Figure 5 with 5 supplements see all
WAPL-1 antagonizes binding of COH-3/4 cohesin to axial elements.

(A) Projections of pachytene nuclei stained with the indicated antibodies and DAPI. In all cases, WT and wapl-1 examples were acquired with the same exposure settings and images are non-deconvolved projections adjusted with same settings to allow visual comparisons in staining intensity. The intensities of SMC-3 and COH-3/4 are increased in wapl-1 mutants, while REC-8 staining appears similar in WT and wapl-1 nuclei. Scale bar = 5 µm. (B) Quantification of mean fluorescence intensity per nucleus of REC-8, COH-3/4 and SMC-3 in transition zone (TZ), early pachytene (EP) and late pachytene (LP) nuclei. Between 15 and 20 nuclei per germ line, from a minimum of 5 germ lines were analyzed per genotype and stage. Differences indicated with asterisks are significant (p<0.0001, t-test), error bars= SEM. (C) Line profile quantification to compare the intensity of cohesin at axial elements versus inter-chromosome domains. Top left-hand side panel: example of a SMC-3 and DAPI-stained pachytene nucleus showing the intensities of DAPI (blue) and SMC-3 (green) along the depicted line. The line profile of SMC-3 intensity is shown in the top right-hand panel, ΔF indicates the increment in staining between the peak (axial element) and the valley (inter chromosome domain as determined by lack of DAPI staining). Graph: Plotting of individual ΔF values from late pachytene nuclei of wapl-1 mutants and WT stained with REC-8, COH-3/4 or SMC-3 antibodies. Between 12 and 32 nuclei from different germ lines were analyzed per genotype. Mean value and SEM are indicated. Proportional increase between the mean ΔF value in wapl-1 and WT: 27% for REC-8 (p= 0.0008, t-test), 114% for COH-3/4 (p<0.0001, t-test), 59% for SMC-3 (p<0.0001, t-test). (D) Western blots of triton soluble and insoluble (DNA bound) protein fractions from WT and wapl-1 mutant worms probed with anti-COH-4 (see Figure 5—figure supplement 5 for additional controls), anti-HAL-2 (marker for soluble fraction), and anti-H3 (marker for DNA-bound fraction) antibodies.
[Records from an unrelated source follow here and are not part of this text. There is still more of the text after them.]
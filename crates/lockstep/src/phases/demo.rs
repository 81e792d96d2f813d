//! Attract-mode demo playback, also used for the title map.

use lockstep_core::{
    DemoPlayback, DemoScript, Frame, GameState, LoopPhase, LoopResult, PhaseContext,
};

use super::game::draw_level;

/// Plays one recorded demo on its map.
#[derive(Debug, Clone)]
pub struct DemoPhase {
    script: DemoScript,
    title_map: bool,
}

impl DemoPhase {
    /// An attract-mode demo.
    #[must_use]
    pub fn new(script: DemoScript) -> Self {
        Self {
            script,
            title_map: false,
        }
    }

    /// The title map: a demo shown after the attract loop.
    #[must_use]
    pub fn title_map(script: DemoScript) -> Self {
        Self {
            script,
            title_map: true,
        }
    }

    /// Returns true if this plays the title map.
    #[must_use]
    pub const fn is_title_map(&self) -> bool {
        self.title_map
    }

    /// Name of the demo.
    #[must_use]
    pub fn demo_name(&self) -> &str {
        &self.script.name
    }
}

impl LoopPhase for DemoPhase {
    fn name(&self) -> &'static str {
        if self.title_map {
            "title map"
        } else {
            "demo"
        }
    }

    fn start(&mut self, ctx: &mut PhaseContext<'_>) -> LoopResult<()> {
        ctx.sim.load_level(self.script.map)?;

        let state = &mut *ctx.state;
        state.demo = Some(DemoPlayback::new(self.script.clone()));
        state.flags.demoplayback = true;
        state.flags.usergame = false;
        state.flags.paused = false;
        state.game_state = GameState::Level;
        tracing::info!(demo = %self.script.name, map = self.script.map, "demo playback");
        Ok(())
    }

    fn stop(&mut self, ctx: &mut PhaseContext<'_>) {
        ctx.state.demo = None;
        ctx.state.flags.demoplayback = false;
    }

    fn draw(&self, frame: &mut Frame<'_>) {
        draw_level(frame);
    }
}
impl<N, C, S, P> Scheduler<N, C, S, P>
where
    N: NetSync,
    C: TicClock,
    S: Simulation,
    P: Presenter,
{
    /// Creates a scheduler.
    ///
    /// # Arguments
    ///
    /// * `config` - Validated loop configuration
    /// * `net` - Network layer
    /// * `clock` - Wall-clock source
    /// * `sim` - The game world
    /// * `presenter` - Renderer and display
    /// * `input` - Gameplay responder and tic command builder
    #[must_use]
    pub fn new(
        config: LoopConfig,
        net: N,
        clock: C,
        sim: S,
        presenter: P,
        input: Box<dyn GameInput>,
    ) -> Self {
        let ticdup = i32::try_from(config.ticdup).unwrap_or(1).max(1);
        let now = clock.now_tics() / ticdup;
        let flags = SessionFlags {
            devparm: config.devparm,
            netgame: net.is_netgame(),
            ..SessionFlags::default()
        };

        Self {
            arena: ScratchArena::new(config.scratch_bytes),
            ticdup,
            net,
            clock,
            sim,
            presenter,
            input,
            responders: ResponderChain::new(),
            events: SharedEventQueue::new(),
            state: LoopState::new(flags),
            pacing: Pacing {
                old_enter_tics: now,
                last_make_time: now,
                ..Pacing::default()
            },
            stats: LoopStats::default(),
            config,
        }
    }

    /// Replaces the responders ahead of gameplay input.
    #[must_use]
    pub fn with_responders(mut self, responders: ResponderChain) -> Self {
        self.responders = responders;
        self
    }

    /// Uses an existing event queue (for backends created first).
    #[must_use]
    pub fn with_events(mut self, events: SharedEventQueue) -> Self {
        self.events = events;
        self
    }

    // ========================================================================
    // MINI-LOOP
    // ========================================================================

    /// Runs `phase` until it, the simulation, or a responder requests a
    /// transition.
    ///
    /// # Errors
    ///
    /// Fails if the phase cannot start or the network breaks the tic
    /// ordering invariants. Both are fatal.
    pub fn run(&mut self, phase: &mut dyn LoopPhase) -> LoopResult<GameAction> {
        self.state.action = GameAction::Nothing;

        let mut ctx = PhaseContext {
            state: &mut self.state,
            sim: &mut self.sim,
            cmds: [TicCmd::default(); MAXPLAYERS],
            in_game: roster(&self.net),
        };
        phase.start(&mut ctx)?;
        tracing::info!(
            phase = phase.name(),
            gametic = self.state.gametic,
            "mini-loop start"
        );

        let mut action = GameAction::Nothing;
        while action.is_nothing() {
            action = self.step(phase)?;
        }

        self.state.game_state = GameState::None;
        let mut ctx = PhaseContext {
            state: &mut self.state,
            sim: &mut self.sim,
            cmds: [TicCmd::default(); MAXPLAYERS],
            in_game: roster(&self.net),
        };
        phase.stop(&mut ctx);

        tracing::info!(
            phase = phase.name(),
            %action,
            gametic = self.state.gametic,
            "mini-loop exit"
        );
        Ok(action)
    }

    /// Runs a single iteration of the mini-loop.
    ///
    /// Returns the exit action captured during this iteration, or
    /// [`GameAction::Nothing`] to keep going. Does not call `start` or
    /// `stop`.
    ///
    /// # Errors
    ///
    /// [`LoopError::LowTicBehind`] or [`LoopError::GameTicAhead`] if the
    /// network reports inconsistent tic counts.
    pub fn step(&mut self, phase: &mut dyn LoopPhase) -> LoopResult<GameAction> {
        let ticdup = self.ticdup;
        let mut action = GameAction::Nothing;
        self.stats.iterations += 1;

        let enter_tic = self.clock.now_tics() / ticdup;
        let real_tics = enter_tic - self.pacing.old_enter_tics;
        self.pacing.old_enter_tics = enter_tic;

        if self.config.interpolate_frames {
            self.draw_interpolated(phase);
        }

        self.net_update();
        let mut low_tic = self.net.low_tic();
        let available = low_tic - self.state.gametic / ticdup;

        'simulate: {
            let Some(counts) = self.decide_counts(real_tics, available) else {
                break 'simulate;
            };

            while !self.net.players_in_game() || low_tic < self.state.gametic / ticdup + counts {
                self.net_update();
                low_tic = self.net.low_tic();

                let game_tic = self.state.gametic / ticdup;
                if low_tic < game_tic {
                    return Err(LoopError::LowTicBehind { low_tic, game_tic });
                }

                if self.config.interpolate_frames {
                    self.draw_interpolated(phase);
                }

                // Menus keep running while peers stall; go draw them.
                if self.clock.now_tics() / ticdup - enter_tic > 0 {
                    self.stats.abandoned_waits += 1;
                    break 'simulate;
                }

                self.clock.sleep_ms(self.config.wait_sleep_ms);
            }

            action = self.run_tics(phase, counts, low_tic)?;
        }

        self.present(phase, action);
        self.arena.reset();

        Ok(action)
    }

    /// Decides how many logical tics to run. `None` means nobody is in the
    /// game and the iteration should go straight to drawing.
    fn decide_counts(&mut self, real_tics: i32, available: i32) -> Option<i32> {
        if self.config.new_sync {
            return Some(available.max(1));
        }

        let counts = if real_tics < available - 1 {
            real_tics + 1
        } else if real_tics < available {
            real_tics
        } else {
            available
        };

        self.pacing.frameon = self.pacing.frameon.wrapping_add(1);

        if !self.state.flags.demoplayback {
            let key = self.net.key_player()?;
            if self.net.console_player() != key {
                self.follow_key_player(key);
            }
        }

        Some(counts.max(1))
    }

    /// Keeps a non-key node within a few tics of the key player.
    fn follow_key_player(&mut self, key: usize) {
        let maketic = self.net.maketic();
        let key_tics = self.net.nettics(key);

        if maketic <= key_tics {
            // Behind: the next network update builds one extra tic.
            self.pacing.last_make_time -= 1;
            self.stats.catch_ups += 1;
            tracing::debug!(maketic, key_tics, "behind key player");
        }

        let window = (self.pacing.frameon & 3) as usize;
        self.pacing.frameskip[window] = self.pacing.old_nettics > key_tics;
        self.pacing.old_nettics = maketic;

        if self.pacing.frameskip.iter().all(|&ahead| ahead) {
            self.pacing.skip_tics = 1;
            self.stats.skip_requests += 1;
            tracing::debug!(maketic, key_tics, "ahead of key player, skipping a tic");
        }
    }

    /// Runs `counts` logical tics, each `ticdup` times.
    fn run_tics(
        &mut self,
        phase: &mut dyn LoopPhase,
        counts: i32,
        low_tic: i32,
    ) -> LoopResult<GameAction> {
        let ticdup = self.ticdup;
        let mut action = GameAction::Nothing;

        for _ in 0..counts {
            for dup in 0..ticdup {
                if !self.net.players_in_game() {
                    break;
                }

                let game_tic = self.state.gametic / ticdup;
                if game_tic > low_tic {
                    return Err(LoopError::GameTicAhead { game_tic, low_tic });
                }

                if self.config.interpolate_frames {
                    self.clock.mark_tic();
                }

                if let Some(cmds) = self.step_commands(dup) {
                    self.sim.advance_one_tic(&mut self.state, &cmds);

                    let mut ctx = PhaseContext {
                        state: &mut self.state,
                        sim: &mut self.sim,
                        cmds,
                        in_game: roster(&self.net),
                    };
                    let result = phase.tick(&mut ctx);
                    if !result.is_nothing() {
                        action = result;
                    }
                }

                if !self.state.action.is_nothing() {
                    action = self.state.action;
                }

                self.state.gametic += 1;
                self.stats.tics_run += 1;
            }

            self.net_update();
        }

        Ok(action)
    }

    /// Commands for one simulation step.
    ///
    /// Every duplicate but the last sees chat and special actions cleared.
    /// Returns `None` when an attached demo has run out.
    fn step_commands(&mut self, dup: i32) -> Option<[TicCmd; MAXPLAYERS]> {
        let last_dup = dup == self.ticdup - 1;
        let shape = |cmds: [TicCmd; MAXPLAYERS]| {
            if last_dup {
                cmds
            } else {
                cmds.map(TicCmd::for_duplicate)
            }
        };

        if let Some(demo) = self.state.demo.as_mut() {
            let tic = if dup == 0 {
                demo.next_tic()
            } else {
                demo.current()
            };
            if tic.is_none() && self.state.action.is_nothing() {
                tracing::info!(demo = demo.name(), tics = demo.position(), "demo finished");
                self.state.action = GameAction::ExitDemo;
            }
            return tic.map(shape);
        }

        let tic = self.state.gametic / self.ticdup;
        let history = self.net.history();
        let mut cmds = [TicCmd::default(); MAXPLAYERS];
        for (player, cmd) in cmds.iter_mut().enumerate() {
            if self.net.player_in_game(player) {
                *cmd = history.get(player, tic);
            }
        }
        Some(shape(cmds))
    }

    // ========================================================================
    // NETWORK
    // ========================================================================

    /// Builds local tics for the wall-clock time that passed, then polls
    /// peers.
    ///
    /// Input events are drained through the responder chain once per tic
    /// built. `maketic` never runs more than `BACKUPTICS / 2 - 1` tics
    /// ahead of the simulation.
    pub fn net_update(&mut self) {
        let now = self.clock.now_tics() / self.ticdup;
        let mut new_tics = now - self.pacing.last_make_time;
        self.pacing.last_make_time = now;

        if new_tics > 0 {
            if self.pacing.skip_tics <= new_tics {
                new_tics -= self.pacing.skip_tics;
                self.pacing.skip_tics = 0;
            } else {
                self.pacing.skip_tics -= new_tics;
                new_tics = 0;
            }

            let game_tic = self.state.gametic / self.ticdup;
            for _ in 0..new_tics {
                self.process_events();
                if self.net.maketic() - game_tic >= MAX_LOOKAHEAD {
                    break;
                }
                let cmd = self.input.build_ticcmd(&self.state);
                self.net.submit_local(cmd);
            }
        }

        self.net.poll();
    }

    /// Sends every queued event down the responder chain.
    fn process_events(&mut self) {
        for event in self.events.drain() {
            self.responders
                .dispatch(&event, &mut self.state, self.input.as_mut());
        }
    }

    // ========================================================================
    // PRESENTATION
    // ========================================================================

    /// Final frame of an iteration. The phase draw is skipped once an exit
    /// action is pending.
    fn present(&mut self, phase: &dyn LoopPhase, action: GameAction) {
        self.presenter.update_sounds();

        if self.config.interpolate_frames && !self.presenter.start_display() {
            return;
        }

        if action.is_nothing() {
            let mut frame = Frame {
                state: &self.state,
                sim: &self.sim,
                presenter: &mut self.presenter,
                arena: &self.arena,
                fraction: Fixed::ONE,
                interpolated: false,
            };
            phase.draw(&mut frame);
        }

        self.presenter.draw_interface(&self.state.flags);
        self.finish_draw();
        self.stats.frames += 1;
    }

    /// Extra frame of the previous state for smooth pacing.
    fn draw_interpolated(&mut self, phase: &dyn LoopPhase) {
        if !self.presenter.start_display() {
            return;
        }

        let mut frame = Frame {
            state: &self.state,
            sim: &self.sim,
            presenter: &mut self.presenter,
            arena: &self.arena,
            fraction: self.clock.tic_fraction(),
            interpolated: true,
        };
        phase.draw(&mut frame);

        self.presenter.draw_interface(&self.state.flags);
        self.finish_draw();
        self.stats.interpolated_frames += 1;
    }

    fn finish_draw(&mut self) {
        self.net_update();
        self.presenter.finish_update();
        if self.config.interpolate_frames {
            self.presenter.end_display();
        }
    }

    // ========================================================================
    // ACCESSORS
    // ========================================================================

    /// Loop configuration.
    #[must_use]
    pub const fn config(&self) -> &LoopConfig {
        &self.config
    }

    /// Shared loop state.
    #[must_use]
    pub const fn state(&self) -> &LoopState {
        &self.state
    }

    /// Shared loop state, mutable.
    pub fn state_mut(&mut self) -> &mut LoopState {
        &mut self.state
    }

    /// Network layer.
    #[must_use]
    pub const fn net(&self) -> &N {
        &self.net
    }

    /// Network layer, mutable.
    pub fn net_mut(&mut self) -> &mut N {
        &mut self.net
    }

    /// Wall-clock source.
    #[must_use]
    pub const fn clock(&self) -> &C {
        &self.clock
    }

    /// The game world.
    #[must_use]
    pub const fn sim(&self) -> &S {
        &self.sim
    }

    /// The game world, mutable.
    pub fn sim_mut(&mut self) -> &mut S {
        &mut self.sim
    }

    /// Renderer.
    #[must_use]
    pub const fn presenter(&self) -> &P {
        &self.presenter
    }

    /// Renderer, mutable.
    pub fn presenter_mut(&mut self) -> &mut P {
        &mut self.presenter
    }

    /// Handle for posting input events.
    #[must_use]
    pub fn events(&self) -> SharedEventQueue {
        self.events.clone()
    }

    /// Per-iteration scratch budget.
    #[must_use]
    pub const fn arena(&self) -> &ScratchArena {
        &self.arena
    }

    /// Pacing state.
    #[must_use]
    pub const fn pacing(&self) -> &Pacing {
        &self.pacing
    }

    /// Loop counters.
    #[must_use]
    pub const fn stats(&self) -> &LoopStats {
        &self.stats
    }

    /// Replay factor.
    #[must_use]
    pub const fn ticdup(&self) -> i32 {
        self.ticdup
    }
}
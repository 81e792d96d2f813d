//! # Event Queue
//!
//! Bounded ring buffer between input backends and the per-tic responder
//! chain.
//!
//! ## Overflow
//!
//! The queue holds [`MAXEVENTS`] events. Posting into a full queue
//! overwrites the oldest unconsumed event, so input that arrives faster than
//! the loop drains it loses the stalest events first. Every overwrite is
//! logged and counted.

use std::sync::Arc;

use parking_lot::Mutex;

use crate::state::LoopState;
use crate::traits::GameInput;

/// Queue capacity. Must be a power of two.
pub const MAXEVENTS: usize = 64;

const MASK: usize = MAXEVENTS - 1;

/// Kind of input event.
#[derive(Debug, Clone, Copy, PartialEq, Eq, Hash, Default)]
pub enum EventKind {
    /// Key or button pressed.
    #[default]
    ButtonDown,
    /// Key or button released.
    ButtonUp,
    /// Key or button still held (auto-repeat).
    ButtonHeld,
}

/// One input event.
#[derive(Debug, Clone, Copy, PartialEq, Eq, Hash, Default)]
pub struct Event {
    /// What happened.
    pub kind: EventKind,
    /// Key or button code.
    pub data: i32,
}

impl Event {
    /// A press of `code`.
    #[must_use]
    pub const fn down(code: i32) -> Self {
        Self {
            kind: EventKind::ButtonDown,
            data: code,
        }
    }

    /// A release of `code`.
    #[must_use]
    pub const fn up(code: i32) -> Self {
        Self {
            kind: EventKind::ButtonUp,
            data: code,
        }
    }

    /// An auto-repeat of `code`.
    #[must_use]
    pub const fn held(code: i32) -> Self {
        Self {
            kind: EventKind::ButtonHeld,
            data: code,
        }
    }
}

/// Fixed-capacity FIFO of events.
#[derive(Debug, Clone)]
pub struct EventQueue {
    events: [Event; MAXEVENTS],
    head: usize,
    tail: usize,
    len: usize,
    overflows: u64,
}

impl EventQueue {
    /// Creates an empty queue.
    #[must_use]
    pub const fn new() -> Self {
        Self {
            events: [Event::down(0); MAXEVENTS],
            head: 0,
            tail: 0,
            len: 0,
            overflows: 0,
        }
    }

    /// Appends an event, dropping the oldest one if the queue is full.
    pub fn post(&mut self, event: Event) {
        if self.len == MAXEVENTS {
            let dropped = self.events[self.tail];
            self.tail = (self.tail + 1) & MASK;
            self.len -= 1;
            self.overflows += 1;
            tracing::warn!(
                ?dropped,
                overflows = self.overflows,
                "event queue full, dropping oldest event"
            );
        }
        self.events[self.head] = event;
        self.head = (self.head + 1) & MASK;
        self.len += 1;
    }

    /// Removes and returns the oldest event.
    pub fn pop(&mut self) -> Option<Event> {
        if self.len == 0 {
            return None;
        }
        let event = self.events[self.tail];
        self.tail = (self.tail + 1) & MASK;
        self.len -= 1;
        Some(event)
    }

    /// Consumes the events queued at call time, oldest first.
    ///
    /// Each event is removed as the iterator yields it. Dropping the
    /// iterator early leaves the rest queued.
    pub fn drain(&mut self) -> Drain<'_> {
        let remaining = self.len;
        Drain {
            queue: self,
            remaining,
        }
    }

    /// Number of queued events.
    #[inline]
    #[must_use]
    pub const fn len(&self) -> usize {
        self.len
    }

    /// Returns true if nothing is queued.
    #[inline]
    #[must_use]
    pub const fn is_empty(&self) -> bool {
        self.len == 0
    }

    /// Number of events lost to overflow since creation.
    #[inline]
    #[must_use]
    pub const fn overflow_count(&self) -> u64 {
        self.overflows
    }

    /// Raw ring slot, for inspecting overwrite behavior.
    #[inline]
    #[must_use]
    pub const fn slot(&self, index: usize) -> Event {
        self.events[index & MASK]
    }
}

impl Default for EventQueue {
    fn default() -> Self {
        Self::new()
    }
}

/// Iterator returned by [`EventQueue::drain`].
#[derive(Debug)]
pub struct Drain<'a> {
    queue: &'a mut EventQueue,
    remaining: usize,
}

impl Iterator for Drain<'_> {
    type Item = Event;

    fn next(&mut self) -> Option<Event> {
        if self.remaining == 0 {
            return None;
        }
        self.remaining -= 1;
        self.queue.pop()
    }

    fn size_hint(&self) -> (usize, Option<usize>) {
        (0, Some(self.remaining))
    }
}

/// Event queue handle shared between input backends and the scheduler.
#[derive(Debug, Clone, Default)]
pub struct SharedEventQueue {
    inner: Arc<Mutex<EventQueue>>,
}

impl SharedEventQueue {
    /// Creates an empty shared queue.
    #[must_use]
    pub fn new() -> Self {
        Self::default()
    }

    /// Posts an event. Safe to call from any thread.
    pub fn post(&self, event: Event) {
        self.inner.lock().post(event);
    }

    /// Number of queued events.
    #[must_use]
    pub fn len(&self) -> usize {
        self.inner.lock().len()
    }

    /// Returns true if nothing is queued.
    #[must_use]
    pub fn is_empty(&self) -> bool {
        self.inner.lock().is_empty()
    }

    /// Number of events lost to overflow.
    #[must_use]
    pub fn overflow_count(&self) -> u64 {
        self.inner.lock().overflow_count()
    }

    /// Consumes the events queued at call time, oldest first.
    ///
    /// The lock is taken per event, not held across the iteration, so a
    /// responder may post new events while the drain runs. Those wait for
    /// the next drain.
    #[must_use]
    pub fn drain(&self) -> SharedDrain<'_> {
        let remaining = self.len();
        SharedDrain {
            queue: self,
            remaining,
        }
    }

    /// Runs `f` with the queue locked.
    pub fn with<R>(&self, f: impl FnOnce(&mut EventQueue) -> R) -> R {
        f(&mut self.inner.lock())
    }
}

/// Iterator returned by [`SharedEventQueue::drain`].
#[derive(Debug)]
pub struct SharedDrain<'a> {
    queue: &'a SharedEventQueue,
    remaining: usize,
}

impl Iterator for SharedDrain<'_> {
    type Item = Event;

    fn next(&mut self) -> Option<Event> {
        if self.remaining == 0 {
            return None;
        }
        self.remaining -= 1;
        self.queue.inner.lock().pop()
    }
}

// ============================================================================
// RESPONDER CHAIN
// ============================================================================

/// One link of the responder chain.
pub trait Responder {
    /// Handles `event`. Returns true if the event was consumed.
    fn respond(&mut self, event: &Event, state: &mut LoopState) -> bool;
}

/// Fixed-priority event routing: console, developer keys, menu, gameplay.
///
/// Developer keys only see events when `devparm` is set in a local game
/// the player started. Gameplay is the [`GameInput`] that also builds tic
/// commands.
#[derive(Default)]
pub struct ResponderChain {
    console: Option<Box<dyn Responder>>,
    dev_keys: Option<Box<dyn Responder>>,
    menu: Option<Box<dyn Responder>>,
}

impl ResponderChain {
    /// Creates a chain with no responders ahead of gameplay.
    #[must_use]
    pub fn new() -> Self {
        Self::default()
    }

    /// Installs the console responder.
    #[must_use]
    pub fn with_console(mut self, responder: Box<dyn Responder>) -> Self {
        self.console = Some(responder);
        self
    }

    /// Installs the developer key responder.
    #[must_use]
    pub fn with_dev_keys(mut self, responder: Box<dyn Responder>) -> Self {
        self.dev_keys = Some(responder);
        self
    }

    /// Installs the menu responder.
    #[must_use]
    pub fn with_menu(mut self, responder: Box<dyn Responder>) -> Self {
        self.menu = Some(responder);
        self
    }

    /// Routes one event. Returns true if any responder consumed it.
    pub fn dispatch(
        &mut self,
        event: &Event,
        state: &mut LoopState,
        game: &mut dyn GameInput,
    ) -> bool {
        if let Some(console) = self.console.as_mut() {
            if console.respond(event, state) {
                return true;
            }
        }

        let flags = &state.flags;
        if flags.devparm && !flags.netgame && flags.usergame {
            if let Some(dev) = self.dev_keys.as_mut() {
                if dev.respond(event, state) {
                    return true;
                }
            }
        }

        if let Some(menu) = self.menu.as_mut() {
            if menu.respond(event, state) {
                return true;
            }
        }

        game.respond(event, state)
    }
}
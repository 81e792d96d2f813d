//! # Tic Clock
//!
//! Wall-clock time measured in tics.
//!
//! ## Design
//!
//! The scheduler never reads `Instant` directly. It asks a [`TicClock`] how
//! many tics have elapsed and asks it to sleep while waiting for peers, so
//! tests can drive time by hand with [`ManualClock`].

use std::sync::Arc;
use std::time::{Duration, Instant};

use lockstep_math::{Fixed, FRACBITS};
use parking_lot::Mutex;

/// Default simulation rate.
pub const TICRATE: u32 = 35;

/// Source of wall-clock tics.
pub trait TicClock {
    /// Tics elapsed since the clock started.
    fn now_tics(&self) -> i32;

    /// Yields to the OS for roughly `ms` milliseconds.
    fn sleep_ms(&mut self, ms: u32);

    /// Records the wall-clock start of a simulation tic, for interpolation.
    fn mark_tic(&mut self) {}

    /// How far wall-clock time is past the last marked tic, from zero to
    /// one tic.
    fn tic_fraction(&self) -> Fixed {
        Fixed::ONE
    }
}

/// Real-time clock backed by [`Instant`].
#[derive(Debug, Clone)]
pub struct SystemClock {
    /// When the clock started.
    start: Instant,
    /// Start of the last marked simulation tic.
    last_mark: Instant,
    /// Tics per second.
    tic_rate: u32,
    /// Length of one tic.
    tic_duration: Duration,
}

impl SystemClock {
    /// Creates a clock running at `tic_rate` tics per second.
    ///
    /// A rate of zero is treated as one.
    #[must_use]
    pub fn new(tic_rate: u32) -> Self {
        let tic_rate = tic_rate.max(1);
        let now = Instant::now();
        Self {
            start: now,
            last_mark: now,
            tic_rate,
            tic_duration: Duration::from_micros(1_000_000 / u64::from(tic_rate)),
        }
    }

    /// Length of one tic.
    #[must_use]
    pub const fn tic_duration(&self) -> Duration {
        self.tic_duration
    }
}

impl Default for SystemClock {
    fn default() -> Self {
        Self::new(TICRATE)
    }
}

impl TicClock for SystemClock {
    fn now_tics(&self) -> i32 {
        let micros = self.start.elapsed().as_micros();
        (micros * u128::from(self.tic_rate) / 1_000_000) as i32
    }

    fn sleep_ms(&mut self, ms: u32) {
        std::thread::sleep(Duration::from_millis(u64::from(ms)));
    }

    fn mark_tic(&mut self) {
        self.last_mark = Instant::now();
    }

    fn tic_fraction(&self) -> Fixed {
        let since = self.last_mark.elapsed().as_micros();
        let tic = self.tic_duration.as_micros().max(1);
        let frac = (since << FRACBITS) / tic;
        Fixed::from_raw(frac.min(Fixed::ONE.raw() as u128) as i32)
    }
}

#[derive(Debug)]
struct ManualTime {
    micros: u64,
    tic_rate: u32,
    sleeps: u64,
    marks: u64,
}

/// Hand-driven clock for tests and headless runs.
///
/// Clones share the same time, so a test can keep a handle while the
/// scheduler owns another. Sleeping advances virtual time by the requested
/// amount, so a waiting scheduler always makes progress.
#[derive(Debug, Clone)]
pub struct ManualClock {
    inner: Arc<Mutex<ManualTime>>,
}

impl ManualClock {
    /// Creates a clock at tic zero.
    #[must_use]
    pub fn new(tic_rate: u32) -> Self {
        Self {
            inner: Arc::new(Mutex::new(ManualTime {
                micros: 0,
                tic_rate: tic_rate.max(1),
                sleeps: 0,
                marks: 0,
            })),
        }
    }

    /// Moves time forward to the start of the tic `tics` from now.
    pub fn advance_tics(&self, tics: u32) {
        let mut time = self.inner.lock();
        let rate = u64::from(time.tic_rate);
        let now = time.micros * rate / 1_000_000;
        let target = now + u64::from(tics);
        time.micros = (target * 1_000_000).div_ceil(rate);
    }

    /// Moves time forward by `ms` milliseconds.
    pub fn advance_ms(&self, ms: u64) {
        self.inner.lock().micros += ms * 1000;
    }

    /// Number of `sleep_ms` calls so far.
    #[must_use]
    pub fn sleeps(&self) -> u64 {
        self.inner.lock().sleeps
    }

    /// Number of `mark_tic` calls so far.
    #[must_use]
    pub fn marks(&self) -> u64 {
        self.inner.lock().marks
    }
}

impl Default for ManualClock {
    fn default() -> Self {
        Self::new(TICRATE)
    }
}

impl TicClock for ManualClock {
    fn now_tics(&self) -> i32 {
        let time = self.inner.lock();
        (time.micros * u64::from(time.tic_rate) / 1_000_000) as i32
    }

    fn sleep_ms(&mut self, ms: u32) {
        let mut time = self.inner.lock();
        time.micros += u64::from(ms) * 1000;
        time.sleeps += 1;
    }

    fn mark_tic(&mut self) {
        self.inner.lock().marks += 1;
    }
}

#[cfg(test)]
mod tests {
    use super::*;

    #[test]
    fn test_manual_clock_advance() {
        let clock = ManualClock::new(TICRATE);
        assert_eq!(clock.now_tics(), 0);
        clock.advance_tics(1);
        assert_eq!(clock.now_tics(), 1);
        clock.advance_tics(34);
        assert_eq!(clock.now_tics(), 35);
        clock.advance_ms(1000);
        assert_eq!(clock.now_tics(), 70);
    }

    #[test]
    fn test_manual_clock_sleep_moves_time() {
        let mut clock = ManualClock::new(TICRATE);
        let shared = clock.clone();
        for _ in 0..29 {
            clock.sleep_ms(1);
        }
        assert_eq!(shared.now_tics(), 1);
        assert_eq!(shared.sleeps(), 29);
    }

    #[test]
    fn test_system_clock_starts_near_zero() {
        let clock = SystemClock::new(TICRATE);
        assert!(clock.now_tics() <= 1);
        assert_eq!(clock.tic_duration(), Duration::from_micros(28_571));
        assert!(clock.tic_fraction() <= Fixed::ONE);
    }
}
Asterisk indicates a non-specific band recognized by anti-COH-4 antibodies (see Figure 5—figure supplement 5). Note that COH-4 signal in WT extracts is higher in the soluble than in the DNA fraction, while in wapl-1 mutant extracts COH-4 intensity is higher in DNA-bound than in the soluble fraction. (E) Quantification of relative intensity of anti-COH-4 signal in the soluble and DNA-bound fractions. Three westerns were included in the analysis.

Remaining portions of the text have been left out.